L’économie canadienne est appelée à fléchir dans le contexte des guerres commerciales qui font rage, même si les États-Unis ont renoncé à déployer des droits de douane réciproques généraux pour appliquer uniquement des droits de douane ciblés à l’égard du Canada.

Les droits de douane imposés par les États-Unis à la Chine et à plusieurs autres partenaires commerciaux, dans un climat d’incertitude grandissante, pourraient donner un coup de frein à la croissance américaine et peser sur la croissance canadienne. La baisse des prix du pétrole est un autre facteur aggravant.

Notre scénario de base actuel n’implique pas de récession technique. Néanmoins, l’économie canadienne fonctionne déjà en deçà de ses capacités, avec une croissance faible depuis deux ans. Bien que la politique douanière actuelle, dans un contexte inflationniste, puisse compliquer la tâche de la Banque du Canada, nous estimons qu’elle pourrait encore réduire ses taux d’intérêt.

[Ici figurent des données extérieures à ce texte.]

//! Error conversion helpers for bookmark file I/O
//!
//! Provides an extension trait for cleaner error handling with path context.

use std::io;
use std::path::Path;

use crate::application::{ApplicationError, ApplicationResult};

/// Extension trait for converting `io::Result` to `ApplicationResult` with context.
pub trait IoResultExt<T> {
    /// Add path context to an I/O error.
    ///
    /// # Example
    /// ```ignore
    /// fs.read_to_string(&path)
    ///     .with_path_context("read bookmarks", &path)?;
    /// ```
    fn with_path_context(self, action: &str, path: &Path) -> ApplicationResult<T>;
}

impl<T> IoResultExt<T> for io::Result<T> {
    fn with_path_context(self, action: &str, path: &Path) -> ApplicationResult<T> {
        self.map_err(|e| ApplicationError::OperationFailed {
            context: format!("{}: {}", action, path.display()),
            source: Box::new(e),
        })
    }
}
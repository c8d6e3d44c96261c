//! Infrastructure layer: I/O implementations and DI container
//!
//! This layer implements I/O boundary traits and wires up services.

pub mod di;
pub mod error;
pub mod registry;
pub mod traits;

pub use error::{InfraError, InfraResult};
pub use registry::ModuleCatalog;
//! Arena-backed bookmark tree
//!
//! Nodes live in a generational arena and refer to each other by `NodeId`.
//! A node's `children` own the order of display; `parent` is a non-owning
//! back reference kept in sync by every structural operation here, which is
//! the only place that touches either field.

use std::collections::{HashSet, VecDeque};

use generational_arena::{Arena, Index};
use tracing::{debug, instrument};

use crate::domain::entities::{BookmarkData, Icon, ItemFlags, NodeKind};
use crate::domain::error::{DomainError, DomainResult};
use crate::domain::fragment::Fragment;

/// Stable handle of a node in a `BookmarkArena`.
///
/// Handles of destroyed nodes never resolve again, even if the slot is reused.
#[derive(Debug, Clone, Copy, PartialEq, Eq, Hash, PartialOrd, Ord)]
pub struct NodeId(Index);

/// Tree node: shared display attributes plus the variant payload.
#[derive(Debug, Clone)]
pub struct TreeNode {
    pub kind: NodeKind,
    /// Display text. For bookmarks an empty text means the header is derived.
    pub text: String,
    pub tooltip: String,
    pub icon: Icon,
    pub flags: ItemFlags,
    parent: Option<NodeId>,
    children: Vec<NodeId>,
}

impl TreeNode {
    fn detached(kind: NodeKind, text: String, icon: Icon, flags: ItemFlags) -> Self {
        Self {
            kind,
            text,
            tooltip: String::new(),
            icon,
            flags,
            parent: None,
            children: Vec::new(),
        }
    }

    pub fn new_placeholder() -> Self {
        Self::detached(
            NodeKind::Placeholder,
            String::new(),
            Icon::None,
            ItemFlags::empty(),
        )
    }

    pub fn new_folder(name: impl Into<String>) -> Self {
        Self::detached(
            NodeKind::Folder,
            name.into(),
            Icon::ClosedFolder,
            ItemFlags::FOLDER,
        )
    }

    pub fn new_bookmark(data: BookmarkData, title: impl Into<String>) -> Self {
        Self::detached(
            NodeKind::Bookmark(data),
            title.into(),
            Icon::Bookmark,
            ItemFlags::BOOKMARK,
        )
    }

    pub fn parent(&self) -> Option<NodeId> {
        self.parent
    }

    pub fn children(&self) -> &[NodeId] {
        &self.children
    }

    pub fn child_count(&self) -> usize {
        self.children.len()
    }

    pub fn is_folder(&self) -> bool {
        matches!(self.kind, NodeKind::Folder)
    }

    pub fn is_bookmark(&self) -> bool {
        matches!(self.kind, NodeKind::Bookmark(_))
    }

    pub fn is_placeholder(&self) -> bool {
        matches!(self.kind, NodeKind::Placeholder)
    }

    pub fn bookmark_data(&self) -> Option<&BookmarkData> {
        match &self.kind {
            NodeKind::Bookmark(data) => Some(data),
            _ => None,
        }
    }

    pub fn bookmark_data_mut(&mut self) -> Option<&mut BookmarkData> {
        match &mut self.kind {
            NodeKind::Bookmark(data) => Some(data),
            _ => None,
        }
    }
}

/// Ordered tree of folders and bookmarks under a single root folder.
#[derive(Debug)]
pub struct BookmarkArena {
    arena: Arena<TreeNode>,
    root: NodeId,
}

impl Default for BookmarkArena {
    fn default() -> Self {
        Self::new()
    }
}

impl BookmarkArena {
    pub fn new() -> Self {
        let mut arena = Arena::new();
        let root = NodeId(arena.insert(TreeNode::new_folder("Root")));
        Self { arena, root }
    }

    pub fn root(&self) -> NodeId {
        self.root
    }

    /// Total number of nodes, root included.
    pub fn len(&self) -> usize {
        self.arena.len()
    }

    /// True when the root folder has no children.
    pub fn is_empty(&self) -> bool {
        self.child_count(self.root) == 0
    }

    pub fn contains(&self, id: NodeId) -> bool {
        self.arena.contains(id.0)
    }

    pub fn get(&self, id: NodeId) -> Option<&TreeNode> {
        self.arena.get(id.0)
    }

    pub fn get_mut(&mut self, id: NodeId) -> Option<&mut TreeNode> {
        self.arena.get_mut(id.0)
    }

    pub fn node(&self, id: NodeId) -> DomainResult<&TreeNode> {
        self.get(id).ok_or(DomainError::NodeNotFound(id))
    }

    pub fn node_mut(&mut self, id: NodeId) -> DomainResult<&mut TreeNode> {
        self.get_mut(id).ok_or(DomainError::NodeNotFound(id))
    }

    pub fn child_count(&self, id: NodeId) -> usize {
        self.get(id).map_or(0, TreeNode::child_count)
    }

    pub fn child(&self, parent: NodeId, row: usize) -> Option<NodeId> {
        self.get(parent)?.children.get(row).copied()
    }

    fn check_insert_row(&self, parent: NodeId, row: usize) -> DomainResult<()> {
        let count = self.node(parent)?.child_count();
        if row > count {
            return Err(DomainError::RowOutOfRange { row, count });
        }
        Ok(())
    }

    /// Insert a detached node as child `row` of `parent`, shifting later
    /// children right.
    #[instrument(level = "trace", skip(self, node))]
    pub fn insert_child(&mut self, parent: NodeId, row: usize, node: TreeNode) -> DomainResult<NodeId> {
        self.check_insert_row(parent, row)?;
        debug_assert!(node.parent.is_none() && node.children.is_empty());

        let mut node = node;
        node.parent = Some(parent);
        node.children.clear();
        let id = NodeId(self.arena.insert(node));
        self.node_mut(parent)?.children.insert(row, id);
        Ok(id)
    }

    /// Insert a sequence of detached nodes starting at `row`, keeping their order.
    pub fn insert_children(
        &mut self,
        parent: NodeId,
        row: usize,
        nodes: Vec<TreeNode>,
    ) -> DomainResult<Vec<NodeId>> {
        self.check_insert_row(parent, row)?;
        let mut ids = Vec::with_capacity(nodes.len());
        for (offset, node) in nodes.into_iter().enumerate() {
            ids.push(self.insert_child(parent, row + offset, node)?);
        }
        Ok(ids)
    }

    /// Append a detached node as the last child of `parent`.
    pub fn append_child(&mut self, parent: NodeId, node: TreeNode) -> DomainResult<NodeId> {
        let row = self.node(parent)?.child_count();
        self.insert_child(parent, row, node)
    }

    /// Materialize a fragment (and all its descendants) as child `row` of `parent`.
    pub fn graft(&mut self, parent: NodeId, row: usize, fragment: &Fragment) -> DomainResult<NodeId> {
        let id = self.insert_child(parent, row, fragment.to_node())?;
        for (child_row, child) in fragment.children().iter().enumerate() {
            self.graft(id, child_row, child)?;
        }
        Ok(id)
    }

    /// Graft fragments in order starting at `row`. Validates the row first,
    /// so either every fragment is inserted or none is.
    pub fn graft_all(
        &mut self,
        parent: NodeId,
        row: usize,
        fragments: &[Fragment],
    ) -> DomainResult<Vec<NodeId>> {
        self.check_insert_row(parent, row)?;
        if !self.node(parent)?.is_folder() {
            return Err(DomainError::NotAFolder(parent));
        }
        fragments
            .iter()
            .enumerate()
            .map(|(offset, fragment)| self.graft(parent, row + offset, fragment))
            .collect()
    }

    /// Remove child `row` of `parent` and destroy its whole subtree.
    ///
    /// Returns the number of destroyed nodes.
    #[instrument(level = "trace", skip(self))]
    pub fn remove_child(&mut self, parent: NodeId, row: usize) -> DomainResult<usize> {
        let count = self.node(parent)?.child_count();
        if row >= count {
            return Err(DomainError::RowOutOfRange { row, count });
        }
        let child = self.node_mut(parent)?.children.remove(row);
        Ok(self.destroy_subtree(child))
    }

    fn destroy_subtree(&mut self, id: NodeId) -> usize {
        let mut destroyed = 0;
        let mut stack = vec![id];
        while let Some(current) = stack.pop() {
            if let Some(node) = self.arena.remove(current.0) {
                stack.extend(node.children);
                destroyed += 1;
            }
        }
        debug!("destroyed {} node(s)", destroyed);
        destroyed
    }

    /// Unlink a node from its parent without destroying it.
    ///
    /// The node must be re-attached with [`BookmarkArena::attach`].
    pub fn detach(&mut self, id: NodeId) -> DomainResult<()> {
        if id == self.root {
            return Err(DomainError::RootDetached);
        }
        let parent = match self.node(id)?.parent {
            Some(parent) => parent,
            None => return Ok(()),
        };
        self.node_mut(parent)?.children.retain(|&child| child != id);
        self.node_mut(id)?.parent = None;
        Ok(())
    }

    /// Link a detached node as child `row` of `parent`.
    pub fn attach(&mut self, id: NodeId, parent: NodeId, row: usize) -> DomainResult<()> {
        self.check_insert_row(parent, row)?;
        if self.node(id)?.parent.is_some() || id == self.root {
            return Err(DomainError::AlreadyAttached(id));
        }
        if self.has_descendant(id, parent) {
            return Err(DomainError::CycleDetected {
                folder: id,
                target: parent,
            });
        }
        self.node_mut(parent)?.children.insert(row, id);
        self.node_mut(id)?.parent = Some(parent);
        Ok(())
    }

    /// Turn a placeholder into the variant described by `template`, keeping
    /// its position and children.
    pub fn promote(&mut self, id: NodeId, template: TreeNode) -> DomainResult<()> {
        let node = self.node_mut(id)?;
        if !node.is_placeholder() {
            return Err(DomainError::NotAPlaceholder(id));
        }
        node.kind = template.kind;
        node.text = template.text;
        node.icon = template.icon;
        node.flags = template.flags;
        Ok(())
    }

    /// Position of `id` among its siblings; `None` for the root or unknown nodes.
    pub fn index_in_parent(&self, id: NodeId) -> Option<usize> {
        let parent = self.get(id)?.parent?;
        self.get(parent)?
            .children
            .iter()
            .position(|&child| child == id)
    }

    /// True if `candidate` is `ancestor` itself or anywhere below it.
    pub fn has_descendant(&self, ancestor: NodeId, candidate: NodeId) -> bool {
        if ancestor == candidate {
            return true;
        }
        let Some(node) = self.get(ancestor) else {
            return false;
        };
        if node.children.contains(&candidate) {
            return true;
        }
        node.children
            .iter()
            .any(|&child| self.has_descendant(child, candidate))
    }

    /// Owned copy of a folder or bookmark subtree. Placeholders have no
    /// persistent form and are left out.
    pub fn snapshot(&self, id: NodeId) -> Option<Fragment> {
        let node = self.get(id)?;
        match &node.kind {
            NodeKind::Placeholder => None,
            NodeKind::Bookmark(data) => Some(Fragment::bookmark(data.clone(), node.text.clone())),
            NodeKind::Folder => Some(Fragment::folder(
                node.text.clone(),
                node.children
                    .iter()
                    .filter_map(|&child| self.snapshot(child))
                    .collect(),
            )),
        }
    }

    /// Deep copy of a folder and everything below it.
    pub fn deep_copy(&self, folder: NodeId) -> DomainResult<Fragment> {
        if !self.node(folder)?.is_folder() {
            return Err(DomainError::NotAFolder(folder));
        }
        self.snapshot(folder).ok_or(DomainError::NotAFolder(folder))
    }

    /// Replace the child order of `parent` with `order`, which must be a
    /// permutation of the current children.
    ///
    /// Returns `(old_row, new_row)` for every child whose row changed.
    pub fn reorder_children(
        &mut self,
        parent: NodeId,
        order: Vec<NodeId>,
    ) -> DomainResult<Vec<(usize, usize)>> {
        let current = self.node(parent)?.children.clone();
        let unique: HashSet<NodeId> = order.iter().copied().collect();
        if order.len() != current.len()
            || unique.len() != order.len()
            || !current.iter().all(|child| unique.contains(child))
        {
            return Err(DomainError::InvalidPermutation(parent));
        }

        let moves = order
            .iter()
            .enumerate()
            .filter_map(|(new_row, id)| {
                let old_row = current.iter().position(|c| c == id)?;
                (old_row != new_row).then_some((old_row, new_row))
            })
            .collect();
        self.node_mut(parent)?.children = order;
        Ok(moves)
    }

    /// Every folder at or below `from`, breadth first, `from` included.
    pub fn folders_breadth_first(&self, from: NodeId) -> Vec<NodeId> {
        let mut folders = Vec::new();
        let mut queue = VecDeque::from([from]);
        while let Some(id) = queue.pop_front() {
            if let Some(node) = self.get(id) {
                if node.is_folder() {
                    folders.push(id);
                }
                queue.extend(node.children.iter().copied());
            }
        }
        folders
    }
}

Cela dit, alors que les frictions commerciales actuelles menacent la croissance canadienne en 2025 et que des chocs commerciaux beaucoup plus prononcés sont à prévoir, la politique monétaire ne sera sans doute pas la première ligne de défense pour protéger l’économie. La politique budgétaire jouera un rôle clé, car elle est mieux à même de fournir un soutien opportun, ciblé et temporaire.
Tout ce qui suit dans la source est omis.